(RECORD EXCERPTS begins)
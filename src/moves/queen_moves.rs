//! Queen moves: rook and bishop rays combined.

use crate::game_state::board_location::Location;
use crate::game_state::chess_rules::ALL_DIRECTIONS;
use crate::game_state::chess_types::Color;
use crate::game_state::game_state::ChessGame;
use crate::moves::chess_move::ChessMove;
use crate::moves::ray_moves::cast_rays;

pub fn gather_queen_moves(
    game: &ChessGame,
    source: Location,
    color: Color,
    out: &mut Vec<ChessMove>,
) {
    cast_rays(game.board(), source, color, &ALL_DIRECTIONS, 7, out);
}

#[cfg(test)]
mod tests {
    use super::*;
    use crate::game_state::chess_types::{Piece, PieceKind};

    #[test]
    fn central_queen_has_twenty_seven_moves() {
        let mut game = ChessGame::new_empty();
        let d4 = Location::new(3, 3);
        game.set_square_occupant(d4, Some(Piece::new(PieceKind::Queen, Color::White)));
        let mut out = Vec::new();
        gather_queen_moves(&game, d4, Color::White, &mut out);
        assert_eq!(out.len(), 27);
    }
}
//! FEN piece-placement parsing and generation.
//!
//! Only the placement field is meaningful here: side to move, castling rights
//! and en passant availability all derive from the move history, which a
//! placement string cannot carry. Trailing FEN fields are accepted and ignored.

use crate::chess_errors::{ChessError, ChessResult};
use crate::game_state::board_location::{Location, BOARD_FILES, BOARD_RANKS};
use crate::game_state::chess_types::{Color, Piece, PieceKind};
use crate::game_state::game_state::ChessGame;

/// Builds a game with an empty history from a placement such as
/// `"rnbqkbnr/pppppppp/8/8/8/8/PPPPPPPP/RNBQKBNR"`.
pub fn parse_placement(text: &str) -> ChessResult<ChessGame> {
    let board_part = text
        .split_whitespace()
        .next()
        .ok_or_else(|| ChessError::InvalidPlacement("empty placement".to_owned()))?;

    let ranks: Vec<&str> = board_part.split('/').collect();
    if ranks.len() != BOARD_RANKS as usize {
        return Err(ChessError::InvalidPlacement(format!(
            "expected 8 ranks, found {}",
            ranks.len()
        )));
    }

    let mut game = ChessGame::new_empty();
    for (row, rank_text) in ranks.iter().enumerate() {
        let rank = BOARD_RANKS - 1 - row as i8;
        let mut file = 0i8;
        for ch in rank_text.chars() {
            if let Some(run) = ch.to_digit(10) {
                if !(1..=8).contains(&run) {
                    return Err(ChessError::InvalidPlacement(format!(
                        "invalid empty-square count '{ch}'"
                    )));
                }
                let run = run as i8;
                if file + run > BOARD_FILES {
                    return Err(ChessError::InvalidPlacement(format!(
                        "rank {} has too many files",
                        rank + 1
                    )));
                }
                file += run;
                continue;
            }
            let piece = piece_from_fen_char(ch).ok_or_else(|| {
                ChessError::InvalidPlacement(format!("invalid piece character '{ch}'"))
            })?;
            if file >= BOARD_FILES {
                return Err(ChessError::InvalidPlacement(format!(
                    "rank {} has too many files",
                    rank + 1
                )));
            }
            game.set_square_occupant(Location::new(file, rank), Some(piece));
            file += 1;
        }
        if file != BOARD_FILES {
            return Err(ChessError::InvalidPlacement(format!(
                "rank {} does not sum to 8 files",
                rank + 1
            )));
        }
    }
    Ok(game)
}

/// Placement field of the current board.
pub fn placement_string(game: &ChessGame) -> String {
    let mut out = String::with_capacity(72);
    for rank in (0..BOARD_RANKS).rev() {
        let mut empty_run = 0;
        for file in 0..BOARD_FILES {
            match game.get_square_occupant(Location::new(file, rank)) {
                Some(piece) => {
                    if empty_run > 0 {
                        out.push_str(&empty_run.to_string());
                        empty_run = 0;
                    }
                    out.push(piece_to_fen_char(piece));
                }
                None => empty_run += 1,
            }
        }
        if empty_run > 0 {
            out.push_str(&empty_run.to_string());
        }
        if rank > 0 {
            out.push('/');
        }
    }
    out
}

pub fn piece_from_fen_char(ch: char) -> Option<Piece> {
    let color = if ch.is_ascii_uppercase() {
        Color::White
    } else {
        Color::Black
    };
    let kind = match ch.to_ascii_lowercase() {
        'p' => PieceKind::Pawn,
        'n' => PieceKind::Knight,
        'b' => PieceKind::Bishop,
        'r' => PieceKind::Rook,
        'q' => PieceKind::Queen,
        'k' => PieceKind::King,
        _ => return None,
    };
    Some(Piece::new(kind, color))
}

pub fn piece_to_fen_char(piece: Piece) -> char {
    let letter = piece.kind.letter();
    match piece.color {
        Color::White => letter.to_ascii_uppercase(),
        Color::Black => letter,
    }
}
(RECORD EXCERPTS ends)
## [PROBLEM TO SOLVE]
Of all the entries above, retype exactly the lines from the line with "if ranks.len() != BOARD_RANKS" to the line with "let run = run as i8;", both included, and no others.

## [RESULT OF THIS EXERCISE]
    if ranks.len() != BOARD_RANKS as usize {
        return Err(ChessError::InvalidPlacement(format!(
            "expected 8 ranks, found {}",
            ranks.len()
        )));
    }

    let mut game = ChessGame::new_empty();
    for (row, rank_text) in ranks.iter().enumerate() {
        let rank = BOARD_RANKS - 1 - row as i8;
        let mut file = 0i8;
        for ch in rank_text.chars() {
            if let Some(run) = ch.to_digit(10) {
                if !(1..=8).contains(&run) {
                    return Err(ChessError::InvalidPlacement(format!(
                        "invalid empty-square count '{ch}'"
                    )));
                }
                let run = run as i8;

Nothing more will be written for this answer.